*** Opening SUPPLIED MATERIAL ***
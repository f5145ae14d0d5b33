/// Access gate for protected routes
///
/// Runs before every handler under `/api/v1`. Extracts the bearer token,
/// validates it, checks that it has not been revoked, resolves the caller
/// and applies the method-based role policy. On success the caller is added
/// to request extensions as [`AuthenticatedUser`].
use super::jwt::JwtError;
use crate::audit::{audit_log, extract_ip_address, extract_user_agent, AuditEvent};
use crate::error::AppError;
use crate::state::AppState;
use axum::{
    extract::{Request, State},
    http::{header, Method},
    middleware::Next,
    response::{IntoResponse, Response},
};
use gocker_core::{GockerError, TokenKind, User, UserRole};
use serde::{Deserialize, Serialize};
use std::sync::Arc;
use thiserror::Error;

/// Routes reachable without a token
pub const PUBLIC_PATHS: &[&str] = &[
    "/api/v1/auth/register",
    "/api/v1/auth/authenticate",
    "/api/v1/auth/refresh-token",
];

/// Mutating routes any authenticated caller may use on their own session
pub const SELF_SERVICE_PATHS: &[&str] = &["/api/v1/auth/logout"];

/// Authenticated caller, extracted in handlers with `Extension<AuthenticatedUser>`
#[derive(Debug, Clone, Serialize, Deserialize)]
pub struct AuthenticatedUser {
    pub user_id: i64,
    pub email: String,
    pub name: String,
    pub role: UserRole,
}

impl AuthenticatedUser {
    fn new(user: &User) -> Self {
        Self {
            user_id: user.id,
            email: user.email.clone(),
            name: user.name.clone(),
            role: user.role,
        }
    }
}

/// Why the gate refused a request
#[derive(Debug, Error, PartialEq, Eq)]
pub enum Denial {
    #[error("authorization token must be provided, starting with Bearer")]
    MissingCredential,

    #[error("token not valid")]
    InvalidToken,

    #[error("token expired. Please, get a new one at /api/v1/auth/refresh-token")]
    Expired,

    #[error("token revoked")]
    Revoked,

    #[error("method not allowed")]
    Forbidden,

    #[error("{0}")]
    Internal(String),
}

impl From<JwtError> for Denial {
    fn from(err: JwtError) -> Self {
        match err {
            JwtError::Expired => Denial::Expired,
            JwtError::Malformed | JwtError::SignatureInvalid => Denial::InvalidToken,
            JwtError::Configuration(msg) => Denial::Internal(msg),
        }
    }
}

impl IntoResponse for Denial {
    fn into_response(self) -> Response {
        match self {
            Denial::Internal(msg) => AppError::Internal(msg).into_response(),
            denial => AppError::Forbidden(denial.to_string()).into_response(),
        }
    }
}

fn is_mutating(method: &Method) -> bool {
    matches!(
        *method,
        Method::POST | Method::PUT | Method::PATCH | Method::DELETE
    )
}

/// Method-based role policy: mutations require Admin outside self-service paths
pub fn is_permitted(role: UserRole, method: &Method, path: &str) -> bool {
    role == UserRole::Admin || !is_mutating(method) || SELF_SERVICE_PATHS.contains(&path)
}

/// Request gate applied with `middleware::from_fn_with_state`
///
/// ```ignore
/// let app = Router::new()
///     .route("/api/v1/users", get(list_users))
///     .route_layer(middleware::from_fn_with_state(state.clone(), access_gate))
///     .with_state(state);
/// ```
pub async fn access_gate(
    State(state): State<Arc<AppState>>,
    mut request: Request,
    next: Next,
) -> Result<Response, Denial> {
    let path = request.uri().path().to_string();
    if PUBLIC_PATHS.contains(&path.as_str()) {
        return Ok(next.run(request).await);
    }

    // Extract context for audit logging
    let ip_address = extract_ip_address(request.headers());
    let user_agent = extract_user_agent(request.headers());
    let reject = |denial: Denial| {
        if !matches!(denial, Denial::Internal(_)) {
            audit_log(&AuditEvent::InvalidToken {
                path: path.clone(),
                reason: denial.to_string(),
                ip_address: ip_address.clone(),
                user_agent: user_agent.clone(),
            });
        }
        denial
    };

    let token = request
        .headers()
        .get(header::AUTHORIZATION)
        .and_then(|value| value.to_str().ok())
        .and_then(|value| value.strip_prefix("Bearer "))
        .ok_or(Denial::MissingCredential)
        .map_err(reject)?
        .to_string();

    let claims = state
        .codec
        .decode(&token)
        .map_err(|e| reject(Denial::from(e)))?;
    if claims.kind != TokenKind::Access {
        return Err(reject(Denial::InvalidToken));
    }

    let record = match state.tokens.by_value(&token).await {
        Ok(record) => record,
        Err(GockerError::NotFound(_)) => return Err(reject(Denial::Revoked)),
        Err(e) => return Err(Denial::Internal(e.to_string())),
    };

    let user = state
        .users
        .find_user_by_email(&claims.email)
        .await
        .map_err(|e| Denial::Internal(e.to_string()))?
        .filter(|user| user.id == record.user_id)
        .ok_or_else(|| reject(Denial::Revoked))?;

    if !is_permitted(user.role, request.method(), &path) {
        audit_log(&AuditEvent::AccessDenied {
            user_id: Some(user.id),
            email: Some(user.email.clone()),
            method: request.method().to_string(),
            path: path.clone(),
            ip_address: ip_address.clone(),
            user_agent: user_agent.clone(),
        });
        return Err(Denial::Forbidden);
    }

    tracing::debug!(user_id = user.id, method = %request.method(), path = %path, "request authorized");
    request
        .extensions_mut()
        .insert(AuthenticatedUser::new(&user));

    Ok(next.run(request).await)
}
*** Closing SUPPLIED MATERIAL ***
Your answer should be the lines of the material above that include "JwtError".

- WRITTEN SOLUTION -
use super::jwt::JwtError;
impl From<JwtError> for Denial {
    fn from(err: JwtError) -> Self {
            JwtError::Expired => Denial::Expired,
            JwtError::Malformed | JwtError::SignatureInvalid => Denial::InvalidToken,
            JwtError::Configuration(msg) => Denial::Internal(msg),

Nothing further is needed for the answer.